How it is classified
Labels the source dataset applies when tracking notable models, and how confident it is in the entry.
- Record confidence
- Confident
Sources
Where this record came from and when it was last checked.
- Reference
- De novo design of protein structure and function with RFdiffusion
- Last updated
- 28 November 2025
What the numbers mean
What this model is
RFdiffusion was published by University of Washington,Columbia University,Ecole Normale Supèrieure,University of Cambridge,Massachusetts Institute of Technology (MIT),Seoul National University, in United States of America, in July 2023. academia,Academia,Academia,Academia,Academia,Academia is the category the publisher falls under.
It works in Biology, and is recorded as doing protein generation, Protein folding prediction.
Its starting point was RoseTTAFold All-Atom (RFAA) — most models at this scale are adapted from an existing base rather than built from nothing.
Because its weights were released, nothing about running it depends on a provider staying available — it is yours once downloaded.
Answers
RFdiffusion — common questions
Is RFdiffusion open source?
Its weights are published, so RFdiffusion can be downloaded and run on your own hardware.
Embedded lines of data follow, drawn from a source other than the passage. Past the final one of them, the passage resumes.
impl HttpCollectionTransport {
    pub fn new(endpoint: impl Into<String>, role: &str, id: u64) -> Result<Self, CollectionError> {
        let endpoint = endpoint.into();
        if endpoint.trim().is_empty() {
            return Err(CollectionError::Transport(
                "collection endpoint must not be empty".into(),
            ));
        }
        let client = reqwest::blocking::Client::builder()
            .build()
            .map_err(|err| CollectionError::Transport(format!("http client build failed: {err}")))?;
        Ok(Self {
            client,
            endpoint,
            role: role.to_string(),
            id,
        })
    }

    fn poll_url(&self, tmo_ms: u64) -> String {
        format!(
            "{}/poll/{}/{}?tmo={}",
            self.endpoint.trim_end_matches('/'),
            self.role,
            self.id,
            tmo_ms
        )
    }

    fn push_url(&self) -> String {
        format!("{}/push", self.endpoint.trim_end_matches('/'))
    }
}

impl CollectionTransport for HttpCollectionTransport {
    fn recv(&mut self, tmo_ms: u64) -> Result<Option<Value>, CollectionError> {
        let response = self
            .client
            .get(self.poll_url(tmo_ms))
            .timeout(Duration::from_millis(tmo_ms + 1000))
            .send()
            .map_err(|err| CollectionError::Transport(format!("poll rpc failed: {err}")))?;
        if response.status() == reqwest::StatusCode::NO_CONTENT {
            return Ok(None);
        }
        if !response.status().is_success() {
            return Err(CollectionError::Transport(format!(
                "poll rpc returned status {}",
                response.status()
            )));
        }
        response
            .json()
            .map(Some)
            .map_err(|err| CollectionError::Transport(format!("poll decode failed: {err}")))
    }

    fn send(&mut self, msg: &Value) -> Result<(), CollectionError> {
        let response = self
            .client
            .post(self.push_url())
            .json(msg)
            .send()
            .map_err(|err| CollectionError::Transport(format!("push rpc failed: {err}")))?;
        if !response.status().is_success() {
            return Err(CollectionError::Transport(format!(
                "push rpc returned status {}",
                response.status()
            )));
        }
        Ok(())
    }
}

struct LoopbackShared {
    inbox: Mutex<VecDeque<Value>>,
    cv: Condvar,
    replies: Mutex<Vec<Value>>,
    closed: AtomicBool,
}

/// In-process bus used by tests and standalone bring-up.
pub struct LoopbackBus {
    shared: Arc<LoopbackShared>,
}

/// Control handle for the loopback bus.
#[derive(Clone)]
pub struct LoopbackHandle {
    shared: Arc<LoopbackShared>,
}

impl LoopbackBus {
    pub fn new() -> (Self, LoopbackHandle) {
        let shared = Arc::new(LoopbackShared {
            inbox: Mutex::new(VecDeque::new()),
            cv: Condvar::new(),
            replies: Mutex::new(Vec::new()),
            closed: AtomicBool::new(false),
        });
        (
            Self {
                shared: shared.clone(),
            },
            LoopbackHandle { shared },
        )
    }
}

impl LoopbackHandle {
    pub fn push(&self, msg: Value) {
        self.shared.inbox.lock().unwrap().push_back(msg);
        self.shared.cv.notify_one();
    }

    pub fn replies(&self) -> Vec<Value> {
        self.shared.replies.lock().unwrap().clone()
    }

    /// Blocks until at least `count` replies have arrived.
    pub fn wait_replies(&self, count: usize, tmo_ms: u64) -> Vec<Value> {
        let deadline = Instant::now() + Duration::from_millis(tmo_ms);
        loop {
            let replies = self.replies();
            if replies.len() >= count || Instant::now() >= deadline {
                return replies;
            }
            std::thread::sleep(Duration::from_millis(5));
        }
    }

    pub fn close(&self) {
        self.shared.closed.store(true, Ordering::Release);
        self.shared.cv.notify_all();
    }
}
Note that open weights is not the same as open source in the full sense — it says nothing about the training data, the training code, or the commercial terms attached.
How many parameters does RFdiffusion have?
No parameter count has been published for RFdiffusion, which is why no memory or speed figure appears on this page.
Who created RFdiffusion?
RFdiffusion was published by University of Washington,Columbia University,Ecole Normale Supèrieure,University of Cambridge,Massachusetts Institute of Technology (MIT),Seoul National University, based in United States of America, categorised as academia,Academia,Academia,Academia,Academia,Academia.
When was RFdiffusion released?
RFdiffusion was published in July 2023. Capability per parameter has improved considerably since, so a newer model of the same size is often the better use of the same hardware.
What is RFdiffusion used for?
RFdiffusion works in Biology, and is recorded as handling protein generation, Protein folding prediction. A model can carry several of each, so these are the areas it was built for rather than a limit on what it will attempt.
Where can I download RFdiffusion?
The weights for RFdiffusion are published, though we do not hold a repository link for it. This site calculates hardware requirements rather than hosting model files.
What GPU do I need to run RFdiffusion?
We cannot say. RFdiffusion has open weights, but no parameter count has been published for it, and every memory and speed calculation starts from that number. We would rather show nothing than a fabricated estimate.
The other direction
Looking at it from the other side?
This page starts from the model. If you already own a card and want to know everything it will run, start from the hardware instead.